Per prima cosa bisogna sapere che Gesù sta rispondendo a Giuda, “non
l’Iscariota”, che nel versetto precedente (il 22) gli ha chiesto: “Signore,
come è accaduto che devi manifestarti a noi, e non al mondo?” Non si sa bene chi
sia questo Giuda che, in alcune versioni, al posto della precisazione (“non
l’Iscariota”) se ne trova un’altra (“il Cananeo”). Forse è il “fratello” di
Gesù (Mc 6,3; Mt 13,55) autore della lettera omonima, o Giuda di Giacomo (Lc
6,16).
Tuttavia, nonostante questa
incertezza sull’identificazione del personaggio, rimane l’importanza della sua
domanda e, soprattutto, della risposta di Gesù che spiega il perché di questa
distinzione tra “i discepoli” e “il mondo”. “Se uno mi ama, osserverà la mia
parola e il Padre mio lo amerà e noi verremo a lui e prenderemo dimora presso
di lui”, rispose, infatti, Gesù, aggiungendo, inoltre: “Chi non mi ama non
osserva le mie parole”.
I discepoli si suppone che amino,
mentre il mondo [che qui rappresenta gli oppositori] no. “Chi mi ama [il
discepolo], osserva la mia parola”, dice, infatti, Gesù. “Chi non mi ama [il
mondo]”, aggiunge, “non osserva le mie parole”. Con questo, Gesù vuole dire che
non basta che Egli si riveli, e neppure che Egli ami, se nessuno è interessato
a questo. Bisogna essere disposti a relazionarsi con chi ci offre il suo amore
e, come conseguenza, amare a nostra volta, come risulta da ciò che Gesù va
aggiungendo: “Chi mi ama, osserverà la mia parola”. Sì, perché non c'è un amore
unidirezionale che raggiunga il suo scopo salvifico. L’amore deve essere
corrisposto o, almeno, capito col desiderio di corrispondervi.

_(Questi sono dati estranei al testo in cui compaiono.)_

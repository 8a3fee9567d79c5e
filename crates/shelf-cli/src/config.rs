use std::fs;
use std::path::Path;

use anyhow::{Context, Result};
use serde_json::json;

use shelf_core::{FieldKind, FieldSpec, Schema};
use shelf_storage::StoreConfig;

/// Loads a store config from a TOML file, or the built-in todo config when
/// no path is given.
pub fn load(path: Option<&Path>) -> Result<StoreConfig> {
    match path {
        Some(path) => {
            let text = fs::read_to_string(path)
                .with_context(|| format!("failed to read config file {}", path.display()))?;
            toml::from_str(&text)
                .with_context(|| format!("invalid store config in {}", path.display()))
        }
        None => Ok(default_config()),
    }
}

/// The classic todo shape: a required task plus a completion flag.
fn default_config() -> StoreConfig {
    StoreConfig::new(
        Schema::new("todo")
            .with_field(FieldSpec::required("task", FieldKind::Text))
            .with_field(FieldSpec::optional("done", FieldKind::Flag, json!(false))),
    )
}

#[cfg(test)]
mod tests {
    use super::*;
    use std::io::Write;

    #[test]
    fn test_default_config() {
        let config = load(None).unwrap();
        assert_eq!(config.schema.resource_type, "todo");
        assert!(config.seed.is_empty());
        assert!(config.schema.field("task").unwrap().required);
    }

    #[test]
    fn test_load_from_file() {
        let mut file = tempfile::NamedTempFile::new().unwrap();
        write!(
            file,
            r#"
                [schema]
                resource_type = "note"

                [[schema.fields]]
                name = "body"
                kind = "text"
                required = true

                [[seed]]
                id = 1
                body = "hello"
            "#
        )
        .unwrap();

        let config = load(Some(file.path())).unwrap();
        assert_eq!(config.schema.resource_type, "note");
        assert_eq!(config.seed.len(), 1);
    }

    #[test]
    fn test_load_missing_file() {
        let err = load(Some(Path::new("/nonexistent/store.toml"))).unwrap_err();
        assert!(err.to_string().contains("failed to read config file"));
    }
}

Paolo lo dice chiaramente con
queste parole, belle e categoriche allo stesso tempo: “Se parlassi le lingue
degli uomini e degli angeli, ma non avessi la carità, sarei come bronzo che rimbomba
o come cimbalo che strepita. E se avessi il dono della profezia, se conoscessi
tutti i misteri e avessi tutta la conoscenza, se possedessi tanta fede da
trasportare le montagne, ma non avessi la carità, non sarei nulla. E se anche
dessi in cibo tutti i miei beni e consegnassi il mio corpo per averne vanto, ma
non avessi la carità, a nulla mi servirebbe” (1Cor 13,1-3).
Che Gesù dica che la parola che
stanno ascoltando i suoi discepoli non è sua, ma del Padre che lo ha inviato,
serve per comunicare tutto ciò che significa la sua incarnazione come
intenzione salvifica presa insieme dal Padre e da Lui (suo Figlio) che, come ha
detto in altra occasione, sono “una cosa sola”. Naturalmente, per capire questo
occorre un aiuto molto forte. C'è bisogno dello Spirito Santo che è l’Amore tra
il Padre e il Figlio. Gesù lo sa molto bene e lo aveva spiegato ai discepoli di
allora e, ora, lo spiega a noi, ascoltatori del Vangelo: “Vi ho detto queste
cose mentre sono ancora presso di voi”, aveva detto loro, “Ma il Paraclito, lo
Spirito Santo che il Padre manderà nel mio nome, lui vi insegnerà ogni cosa e
vi ricorderà tutto ciò che io vi ho detto”.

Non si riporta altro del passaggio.